Fonctionnellement, ce composant affiche un message

HelloWorldModel says:
${hello.foldersList}

dont la valeur est fournie par la partie back via la méthode

getFoldersList()

 

Evolution du composant

Supposons que notre (super) composant fasse évoluer son service getMessage() de la façon suivante : afficher la liste des dossiers du DAM (quelle magnifique évolution !).

En termes d’implémentation la structure d’arbre de la base de données fait penser immédiatement à une fonction récursive. Il y a là matière à plusieurs oublis dans ce type de fonctions et la perspective de déployer sur l’instance AEM à chaque ajout de code n’enchante guère…
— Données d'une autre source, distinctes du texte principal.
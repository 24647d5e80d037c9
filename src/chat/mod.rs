use chrono::{DateTime, Utc};
use serde::{Deserialize, Serialize};
use std::fmt;

pub use feed::{LoadStatus, MessageFeed};

pub mod feed;
pub mod grouping;

macro_rules! opaque_id {
    ($(#[$doc:meta])* $name:ident) => {
        $(#[$doc])*
        #[derive(Debug, Clone, PartialEq, Eq, Hash, Serialize, Deserialize)]
        #[serde(transparent)]
        pub struct $name(pub String);

        impl fmt::Display for $name {
            fn fmt(&self, f: &mut fmt::Formatter<'_>) -> fmt::Result {
                f.write_str(&self.0)
            }
        }

        impl From<&str> for $name {
            fn from(value: &str) -> Self {
                Self(value.to_string())
            }
        }
    };
}

opaque_id!(
    /// Server-assigned workspace identifier. The client never mints ids.
    WorkspaceId
);
opaque_id!(ChannelId);
opaque_id!(MemberId);
opaque_id!(MessageId);
opaque_id!(ConversationId);
opaque_id!(
    /// Reference to an uploaded blob in the backend's file storage.
    StorageId
);

/// Per-value reaction aggregate as delivered by the backend.
#[derive(Debug, Clone, Serialize, Deserialize)]
pub struct ReactionSummary {
    pub value: String,
    pub count: usize,
    pub member_ids: Vec<MemberId>,
}

/// Reply rollup shown under a thread root message.
#[derive(Debug, Clone, Serialize, Deserialize)]
pub struct ThreadSummary {
    pub count: usize,
    pub image: Option<String>,
    pub timestamp: Option<DateTime<Utc>>,
}

#[derive(Debug, Clone, Serialize, Deserialize)]
pub struct Message {
    pub id: MessageId,
    pub member_id: MemberId,
    pub author_name: String,
    pub author_image: Option<String>,
    pub channel_id: Option<ChannelId>,
    pub conversation_id: Option<ConversationId>,
    pub parent_message_id: Option<MessageId>,
    /// Rich-text op sequence serialized as JSON text.
    pub body: String,
    pub image: Option<StorageId>,
    pub created_at: DateTime<Utc>,
    /// Absent until the first edit; presence marks the message as edited.
    pub updated_at: Option<DateTime<Utc>>,
    #[serde(default)]
    pub reactions: Vec<ReactionSummary>,
    pub thread: Option<ThreadSummary>,
}

impl Message {
    pub fn is_edited(&self) -> bool {
        self.updated_at.is_some()
    }

    /// Plain text extracted from the op-sequence body.
    pub fn text(&self) -> String {
        body_text(&self.body)
    }
}

#[derive(Debug, Clone, Serialize, Deserialize)]
pub struct Channel {
    pub id: ChannelId,
    pub name: String,
    pub workspace_id: WorkspaceId,
    pub created_at: DateTime<Utc>,
}

#[derive(Debug, Clone, Copy, PartialEq, Eq, Serialize, Deserialize)]
#[serde(rename_all = "lowercase")]
pub enum MemberRole {
    Admin,
    Member,
}

#[derive(Debug, Clone, Serialize, Deserialize)]
pub struct UserProfile {
    pub name: String,
    pub email: Option<String>,
    pub image: Option<String>,
}

#[derive(Debug, Clone, Serialize, Deserialize)]
pub struct Member {
    pub id: MemberId,
    pub workspace_id: WorkspaceId,
    pub role: MemberRole,
    pub user: UserProfile,
}

/// Two-party direct-message container, created lazily by the backend.
#[derive(Debug, Clone, Serialize, Deserialize)]
pub struct Conversation {
    pub id: ConversationId,
    pub workspace_id: WorkspaceId,
    pub member_one_id: MemberId,
    pub member_two_id: MemberId,
}

/// What a message feed is looking at: a channel's top-level stream, the
/// replies under one root message, or a direct conversation.
#[derive(Debug, Clone, PartialEq, Eq)]
pub enum ChatScope {
    Channel(ChannelId),
    Thread {
        channel_id: ChannelId,
        parent_message_id: MessageId,
    },
    Conversation(ConversationId),
}

impl ChatScope {
    /// Whether a live message belongs in this scope's feed.
    pub fn contains(&self, message: &Message) -> bool {
        match self {
            ChatScope::Channel(id) => {
                message.parent_message_id.is_none() && message.channel_id.as_ref() == Some(id)
            }
            ChatScope::Thread {
                parent_message_id, ..
            } => message.parent_message_id.as_ref() == Some(parent_message_id),
            ChatScope::Conversation(id) => {
                message.parent_message_id.is_none() && message.conversation_id.as_ref() == Some(id)
            }
        }
    }
}

pub const CHANNEL_NAME_MIN: usize = 3;
pub const CHANNEL_NAME_MAX: usize = 80;

/// Collapse whitespace runs to hyphens and lowercase, matching what the
/// backend expects for channel names.
pub fn normalize_channel_name(raw: &str) -> String {
    raw.split_whitespace()
        .collect::<Vec<_>>()
        .join("-")
        .to_lowercase()
}

/// Local check run before the create mutation is ever attempted.
pub fn validate_channel_name(name: &str) -> Result<(), String> {
    let len = name.chars().count();
    if len < CHANNEL_NAME_MIN || len > CHANNEL_NAME_MAX {
        return Err(format!(
            "Channel names must be {CHANNEL_NAME_MIN}-{CHANNEL_NAME_MAX} characters"
        ));
    }
    if !name
        .chars()
        .all(|c| c.is_ascii_lowercase() || c.is_ascii_digit() || c == '-')
    {
        return Err("Channel names may only contain a-z, 0-9 and hyphens".to_string());
    }
    Ok(())
}

/// Encode outgoing plain text as a one-op rich-text document.
pub fn encode_body(text: &str) -> String {
    serde_json::json!({ "ops": [{ "insert": format!("{text}\n") }] }).to_string()
}

/// Extract display text from an op-sequence body. Bodies that are not
/// valid op documents are shown verbatim.
pub fn body_text(body: &str) -> String {
    let parsed: Result<serde_json::Value, _> = serde_json::from_str(body);
    let text = match parsed {
        Ok(value) => match value.get("ops").and_then(|ops| ops.as_array()) {
            Some(ops) => ops
                .iter()
                .filter_map(|op| op.get("insert").and_then(|i| i.as_str()))
                .collect::<String>(),
            None => body.to_string(),
        },
        Err(_) => body.to_string(),
    };
    text.trim_end_matches('\n').to_string()
}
En simulant la base de données, il sera beaucoup plus facile de coder puis tester immédiatement et faire ainsi des ajustements rapidement. Nous allons utiliser Sling mock permettant lui-même d’utiliser un mock JCR décrits ici. L’option que nous choisirons sera JCR_OAK, un peu plus lente mais possédant bien plus de fonctionnalités (en fait il y a une vraie base de données sous-jacente).
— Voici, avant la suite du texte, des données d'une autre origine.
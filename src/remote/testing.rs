use async_trait::async_trait;
use std::collections::VecDeque;
use std::sync::atomic::{AtomicBool, AtomicUsize, Ordering};
use std::sync::Mutex;

use crate::chat::{
    fixtures, Channel, ChannelId, ChatScope, Conversation, Member, MemberId, Message, MessageId,
    StorageId, WorkspaceId,
};

use super::{Backend, CreateMessage, MessagePage, RemoteError};

/// Scriptable in-memory backend for feed and composer tests. Records
/// every mutation so tests can assert exactly which calls were made.
#[derive(Default)]
pub struct StubBackend {
    pub pages: Mutex<VecDeque<MessagePage>>,
    pub page_requests: AtomicUsize,
    pub fail_next_page: AtomicBool,

    /// `None` reproduces the upload-target-missing failure.
    pub upload_url: Mutex<Option<String>>,
    pub fail_upload: AtomicBool,
    pub fail_mutations: AtomicBool,

    pub created: Mutex<Vec<CreateMessage>>,
    pub updated: Mutex<Vec<(MessageId, String)>>,
    pub deleted: Mutex<Vec<MessageId>>,
    pub reactions: Mutex<Vec<(MessageId, String)>>,
    pub channels: Mutex<Vec<Channel>>,
    pub members: Mutex<Vec<Member>>,
}

impl StubBackend {
    pub fn with_pages(pages: Vec<MessagePage>) -> Self {
        let stub = Self::default();
        *stub.pages.lock().unwrap() = pages.into();
        stub
    }

    pub fn page(messages: Vec<Message>, cursor: Option<&str>, is_done: bool) -> MessagePage {
        MessagePage {
            messages,
            cursor: cursor.map(str::to_string),
            is_done,
        }
    }

    fn rejected_if_scripted(&self) -> Result<(), RemoteError> {
        if self.fail_mutations.load(Ordering::SeqCst) {
            Err(RemoteError::MutationRejected("scripted rejection".into()))
        } else {
            Ok(())
        }
    }
}

#[async_trait]
impl Backend for StubBackend {
    async fn load_page(
        &self,
        _scope: &ChatScope,
        _cursor: Option<&str>,
        _num_items: u32,
    ) -> Result<MessagePage, RemoteError> {
        self.page_requests.fetch_add(1, Ordering::SeqCst);
        if self.fail_next_page.swap(false, Ordering::SeqCst) {
            return Err(RemoteError::MutationRejected("scripted page failure".into()));
        }
        Ok(self.pages.lock().unwrap().pop_front().unwrap_or(MessagePage {
            messages: Vec::new(),
            cursor: None,
            is_done: true,
        }))
    }

    async fn get_message(&self, _id: &MessageId) -> Result<Option<Message>, RemoteError> {
        Ok(None)
    }

    async fn create_message(&self, request: CreateMessage) -> Result<MessageId, RemoteError> {
        self.rejected_if_scripted()?;
        self.created.lock().unwrap().push(request);
        Ok("m-created".into())
    }

    async fn update_message(&self, id: &MessageId, body: &str) -> Result<(), RemoteError> {
        self.rejected_if_scripted()?;
        self.updated
            .lock()
            .unwrap()
            .push((id.clone(), body.to_string()));
        Ok(())
    }

    async fn delete_message(&self, id: &MessageId) -> Result<(), RemoteError> {
        self.rejected_if_scripted()?;
        self.deleted.lock().unwrap().push(id.clone());
        Ok(())
    }

    async fn toggle_reaction(&self, id: &MessageId, value: &str) -> Result<(), RemoteError> {
        self.rejected_if_scripted()?;
        self.reactions
            .lock()
            .unwrap()
            .push((id.clone(), value.to_string()));
        Ok(())
    }

    async fn list_channels(&self, _workspace: &WorkspaceId) -> Result<Vec<Channel>, RemoteError> {
        Ok(self.channels.lock().unwrap().clone())
    }

    async fn create_channel(
        &self,
        _workspace: &WorkspaceId,
        _name: &str,
    ) -> Result<ChannelId, RemoteError> {
        self.rejected_if_scripted()?;
        Ok("c-created".into())
    }

    async fn list_members(&self, _workspace: &WorkspaceId) -> Result<Vec<Member>, RemoteError> {
        Ok(self.members.lock().unwrap().clone())
    }

    async fn current_member(&self, _workspace: &WorkspaceId) -> Result<Member, RemoteError> {
        Ok(fixtures::member("me", "Test User"))
    }

    async fn create_or_get_conversation(
        &self,
        workspace: &WorkspaceId,
        other: &MemberId,
    ) -> Result<Conversation, RemoteError> {
        self.rejected_if_scripted()?;
        Ok(Conversation {
            id: "conv-1".into(),
            workspace_id: workspace.clone(),
            member_one_id: "me".into(),
            member_two_id: other.clone(),
        })
    }

    async fn generate_upload_url(&self) -> Result<Option<String>, RemoteError> {
        Ok(self.upload_url.lock().unwrap().clone())
    }

    async fn upload(
        &self,
        _url: &str,
        _content_type: &str,
        _bytes: Vec<u8>,
    ) -> Result<StorageId, RemoteError> {
        if self.fail_upload.load(Ordering::SeqCst) {
            return Err(RemoteError::UploadTransferFailed("scripted refusal".into()));
        }
        Ok("stored-1".into())
    }
}
use std::fmt::{self, Debug, Display, Formatter};
use std::ops::{Add, Range};

use ariadne::{Config, Label, Report, ReportKind, Source};
use serde::{Deserialize, Serialize};

pub use anyhow::Result;

/// Byte-offset span into the source the AST was parsed from.
#[derive(Clone, Copy, PartialEq, Eq, Serialize, Deserialize)]
pub struct Span {
    pub start: usize,
    pub end: usize,
}

impl Debug for Span {
    fn fmt(&self, f: &mut Formatter<'_>) -> fmt::Result {
        write!(f, "span-chars-{}-{}", self.start, self.end)
    }
}

impl From<Span> for Range<usize> {
    fn from(s: Span) -> Self {
        s.start..s.end
    }
}

impl Add<Span> for Span {
    type Output = Span;

    fn add(self, rhs: Span) -> Span {
        Span {
            start: self.start.min(rhs.start),
            end: self.end.max(rhs.end),
        }
    }
}

/// One variant per error kind in spec §7.
#[derive(Debug, Clone)]
pub enum Reason {
    InvalidPrincipal {
        found: String,
    },
    UnknownMemoryTable {
        name: String,
    },
    InvalidBuiltinAction {
        channel: String,
    },
    UnknownFunction {
        kind: String,
        channel: String,
    },
    VariableNotInScope {
        name: String,
    },
    FieldConflict {
        name: String,
    },
    InvalidFieldName {
        name: String,
    },
    FieldRedefinition {
        name: String,
    },
    InvalidInputParameter {
        name: String,
    },
    DuplicateInputParam {
        name: String,
    },
    InvalidType {
        name: String,
        expected: String,
        found: String,
    },
    InvalidOperator {
        op: String,
    },
    InvalidParameterTypes {
        op: String,
    },
    InvalidAggregationField {
        field: String,
    },
    InvalidAggregation {
        op: String,
    },
    InvalidArgMinMaxField {
        field: String,
    },
    InvalidRange,
    InvalidTimeRange,
    NotImplemented {
        what: String,
    },
    NoGetFunction,
    Simple(String),
}

impl Reason {
    fn message(&self) -> String {
        match self {
            Reason::InvalidPrincipal { found } => {
                format!("principal must be tt:contact or tt:username, found {found}")
            }
            Reason::UnknownMemoryTable { name } => format!("unknown memory table `{name}`"),
            Reason::InvalidBuiltinAction { channel } => {
                format!("`{channel}` is not a valid built-in action")
            }
            Reason::UnknownFunction { kind, channel } => {
                format!("unknown function {kind}.{channel}")
            }
            Reason::VariableNotInScope { name } => format!("variable `{name}` is not in scope"),
            Reason::FieldConflict { name } => {
                format!("`{name}` is ambiguous after a join, qualify it")
            }
            Reason::InvalidFieldName { name } => format!("no such field `{name}`"),
            Reason::FieldRedefinition { name } => format!("`{name}` is already defined"),
            Reason::InvalidInputParameter { name } => {
                format!("`{name}` is not an input parameter of this function")
            }
            Reason::DuplicateInputParam { name } => {
                format!("input parameter `{name}` is supplied more than once")
            }
            Reason::InvalidType {
                name,
                expected,
                found,
            } => format!("`{name}` expects {expected}, found {found}"),
            Reason::InvalidOperator { op } => format!("invalid operator `{op}`"),
            Reason::InvalidParameterTypes { op } => {
                format!("no overload of `{op}` matches these operand types")
            }
            Reason::InvalidAggregationField { field } => {
                format!("`{field}` cannot be aggregated")
            }
            Reason::InvalidAggregation { op } => format!("invalid aggregation `{op}`"),
            Reason::InvalidArgMinMaxField { field } => {
                format!("`{field}` is not an orderable field")
            }
            Reason::InvalidRange => "invalid range: base and limit must be Number".to_string(),
            Reason::InvalidTimeRange => {
                "invalid time range: base must be Date and delta must be Measure(ms)".to_string()
            }
            Reason::NotImplemented { what } => format!("not implemented: {what}"),
            Reason::NoGetFunction => {
                "a rule whose only action is notify needs a stream or table".to_string()
            }
            Reason::Simple(s) => s.clone(),
        }
    }
}

#[derive(Debug, Clone)]
pub struct CheckError {
    pub span: Option<Span>,
    pub reason: Reason,
    pub help: Option<String>,
}

impl CheckError {
    pub fn new(reason: Reason) -> Self {
        CheckError {
            span: None,
            reason,
            help: None,
        }
    }

    pub fn with_span(mut self, span: Option<Span>) -> Self {
        self.span = span;
        self
    }

    pub fn with_help<S: Into<String>>(mut self, help: S) -> Self {
        self.help = Some(help.into());
        self
    }

    /// Render as an annotated snippet if both a span and the original source
    /// are available, else fall back to a plain message.
    pub fn compose(&self, source_id: &str, source: &str) -> String {
        let Some(span) = self.span else {
            return self.reason.message();
        };
        let range: Range<usize> = span.into();
        if range.end > source.len() {
            return self.reason.message();
        }

        let config = Config::default().with_color(false);
        let mut report = Report::build(ReportKind::Error, source_id, range.start)
            .with_config(config)
            .with_message(self.reason.message())
            .with_label(Label::new((source_id, range)).with_message(self.reason.message()));
        if let Some(help) = &self.help {
            report.set_help(help);
        }

        let mut out = Vec::new();
        let cache = (source_id, Source::from(source));
        if report.finish().write(cache, &mut out).is_ok() {
            if let Ok(s) = String::from_utf8(out) {
                return s;
            }
        }
        self.reason.message()
    }
}

impl Display for CheckError {
    fn fmt(&self, f: &mut Formatter<'_>) -> fmt::Result {
        write!(f, "{}", self.reason.message())?;
        if let Some(help) = &self.help {
            write!(f, " (help: {help})")?;
        }
        Ok(())
    }
}

impl std::error::Error for CheckError {}

pub trait WithErrorInfo<T> {
    fn with_help<S: Into<String>>(self, help: S) -> Result<T, CheckError>;
    fn with_span(self, span: Option<Span>) -> Result<T, CheckError>;
}

impl<T> WithErrorInfo<T> for Result<T, CheckError> {
    fn with_help<S: Into<String>>(self, help: S) -> Result<T, CheckError> {
        self.map_err(|e| e.with_help(help))
    }

    fn with_span(self, span: Option<Span>) -> Result<T, CheckError> {
        self.map_err(|e| e.with_span(span))
    }
}
//! The schema resolver (C5): fills a primitive's schema from the oracle, or
//! from the fixed built-in action table. The only suspending step in the
//! original; here a plain (blocking) trait method, the sanctioned
//! synchronous rendition from spec §9 ("a synchronous checker
//! parameterized over a pre-populated schema cache").

use crate::ast::{Invocation, PrimitiveKind, Selector};
use crate::builtin::{builtin_action_schema, Classes};
use crate::error::{CheckError, Reason};
use crate::schema::Schema;

/// What kind of permission-rule function a schema is being fetched for.
#[derive(Debug, Clone, Copy, PartialEq, Eq)]
pub enum AllowedKind {
    Queries,
    Actions,
}

/// The schema oracle (spec §6): a thin, injected interface over Thingpedia
/// and the user's memory tables, kept swappable so the checker stays
/// deterministic under test. Implementations are expected to be safe for
/// concurrent reads and to cache internally (spec §5).
pub trait SchemaOracle: Send + Sync {
    fn schema_for_selector(
        &self,
        kind: &str,
        channel: &str,
        primitive_kind: PrimitiveKind,
        use_meta: bool,
        classes: &Classes,
    ) -> Result<Schema, CheckError>;

    /// `None` means "no such memory table" (caller raises `UnknownMemoryTable`).
    fn memory_schema(&self, name: &str, use_meta: bool) -> Result<Option<Schema>, CheckError>;

    fn allowed_schema_for(&self, permission: &str, kind: AllowedKind) -> Result<Schema, CheckError>;
}

/// `ensureSchema(primitive, primitiveKind)`.
///
/// Honors a class alias substitution before dispatching to the oracle, and
/// short-circuits for built-in actions and already-resolved invocations.
pub fn ensure_invocation_schema(
    invocation: &mut Invocation,
    primitive_kind: PrimitiveKind,
    oracle: &dyn SchemaOracle,
    classes: &Classes,
    use_meta: bool,
) -> Result<(), CheckError> {
    if invocation.schema.is_some() {
        return Ok(());
    }

    let schema = match &invocation.selector {
        Selector::Builtin => {
            if primitive_kind != PrimitiveKind::Action {
                return Err(CheckError::new(Reason::UnknownFunction {
                    kind: "builtin".to_string(),
                    channel: invocation.channel.clone(),
                })
                .with_span(invocation.span));
            }
            builtin_action_schema(&invocation.channel).ok_or_else(|| {
                CheckError::new(Reason::InvalidBuiltinAction {
                    channel: invocation.channel.clone(),
                })
                .with_span(invocation.span)
            })?
        }
        Selector::Device { kind } => {
            log::debug!("resolving schema for {kind}.{}", invocation.channel);
            let effective_kind = classes.effective_kind(kind);
            oracle
                .schema_for_selector(
                    effective_kind,
                    &invocation.channel,
                    primitive_kind,
                    use_meta,
                    classes,
                )
                .map_err(|e| e.with_span(invocation.span))?
        }
    };

    invocation.schema = Some(schema);
    Ok(())
}

/// `memorySchema(name)` lookup for a `VarRef` table/stream.
pub fn ensure_var_ref_schema(
    name: &str,
    oracle: &dyn SchemaOracle,
    use_meta: bool,
) -> Result<Schema, CheckError> {
    log::debug!("resolving memory schema for {name}");
    oracle
        .memory_schema(name, use_meta)?
        .ok_or_else(|| CheckError::new(Reason::UnknownMemoryTable { name: name.to_string() }))
}
//! `BooleanExpression` and `ScalarExpression` (spec §3): filters and
//! computed columns.

use serde::{Deserialize, Serialize};

use crate::ast::invocation::{InputParam, Selector};
use crate::error::Span;
use crate::schema::Schema;
use crate::types::Type;

use super::value::Value;

#[derive(Debug, Clone, Serialize, Deserialize)]
pub enum BooleanExpression {
    True,
    False,
    And(Vec<BooleanExpression>),
    Or(Vec<BooleanExpression>),
    Not(Box<BooleanExpression>),
    Atom {
        name: String,
        op: String,
        value: Value,
        #[serde(skip)]
        resolved_type: Option<Type>,
        span: Option<Span>,
    },
    External {
        selector: Selector,
        channel: String,
        in_params: Vec<InputParam>,
        filter: Box<BooleanExpression>,
        #[serde(skip)]
        schema: Option<Schema>,
        span: Option<Span>,
    },
}

impl BooleanExpression {
    pub fn atom(name: &str, op: &str, value: Value) -> Self {
        BooleanExpression::Atom {
            name: name.to_string(),
            op: op.to_string(),
            value,
            resolved_type: None,
            span: None,
        }
    }
}

#[derive(Debug, Clone, Serialize, Deserialize)]
pub enum ScalarExpression {
    Primary {
        value: Value,
        #[serde(skip)]
        resolved_type: Option<Type>,
    },
    Derived {
        op: String,
        operands: Vec<ScalarExpression>,
        #[serde(skip)]
        resolved_type: Option<Type>,
    },
    Boolean {
        value: Box<BooleanExpression>,
    },
}

impl ScalarExpression {
    pub fn primary(value: Value) -> Self {
        ScalarExpression::Primary {
            value,
            resolved_type: None,
        }
    }

    pub fn derived(op: &str, operands: Vec<ScalarExpression>) -> Self {
        ScalarExpression::Derived {
            op: op.to_string(),
            operands,
            resolved_type: None,
        }
    }

    pub fn resolved_type(&self) -> Option<&Type> {
        match self {
            ScalarExpression::Primary { resolved_type, .. } => resolved_type.as_ref(),
            ScalarExpression::Derived { resolved_type, .. } => resolved_type.as_ref(),
            ScalarExpression::Boolean { .. } => None,
        }
    }
}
En termes de dépendances maven il faudra ajouter dans le pom.xml du module core de notre projet celles-ci :

<dependency>
  <groupId>io.wcm</groupId>
  <artifactId>io.wcm.testing.aem-mock</artifactId>
  <version>2.2.10</version>
  <scope>test</scope>
</dependency>
<dependency>
    <groupId>org.apache.sling</groupId>
    <artifactId>org.apache.sling.testing.sling-mock-oak</artifactId>
    <version>2.0.2</version>
    <scope>test</scope>
</dependency>

Attention :

– celles-ci sont à ajouter de préférence au début de la section sous peine d’avoir parfois quelques collisions inopportunes. Cela peut éviter quelques (longues) minutes de galères voir d’abandon ce qui serait bien dommage
– les numéros de version ne seront pas les mêmes si votre projet est plus « ancien », c’est là où commence la « bataille des versions » annoncées au tout début de l’article 

 

Grâce à cet ajout, nous allons pouvoir avoir une base de données à notre convenance avec différents états et ainsi vérifier que notre service répondra à nos critères. Ainsi, on serait en droit de demander à notre chère fonction :

– si le dossier du DAM de notre application (qui sera sous /content/dam/AEMMaven13) n’existe pas, renvoyer « NO_FOLDER » (un cas limite comme indiqué plus en amont)
– si le dossier du DAM de notre application existe mais ne contient aucun sous-dossier, renvoyer « No_FOLDER » (on pourrait scinder ce cas en cas : le dossier peut ne contenir absolument rien ou bien des assets mais aucun sous-dossier)
– qu’on obtienne une liste contenant folder1, subfolder11, subfolder111, subfolder12, subfolder13, folder2, subfolder21, subfolder22, folder3 pour une arborescence comme :

– folder1

– subfolder11

– subfolder111

– subfolder12
– subfolder13

– folder2

– subfolder21
– subfolder22

– folder3

Dans la classe de test que nous nommerons de manière inventive TestHelloWorldModel, nous rajouterons tout d’abord cette ligne :

@Rule 
public final AemContext context = new AemContext(ResourceResolverType.JCR_OAK);

qui permet, comme son nom l’indique de manière explicite, d’avoir accès à un « contexte« . Dans un premier temps, celui-ci va nous permettre d’importer des données dans notre mock de base de données. A ce propos, je vais dans la suite setter le resourceResolver de mon modèle « a la mano » à l’aide de :

@Before
public void setup() throws Exception {
    hello = new HelloWorldModel();
    hello.resourceResolver = context.resourceResolver();
}

Il existe cependant une manière encore plus « pro » de le faire et décrite ici. N’ayant pas encore bien exploré, je n’en parlerai donc pas et me contenterai donc d’un procédé modeste qui « fera le job ». Mais j’y reviendrai sûrement dans un prochain article :)…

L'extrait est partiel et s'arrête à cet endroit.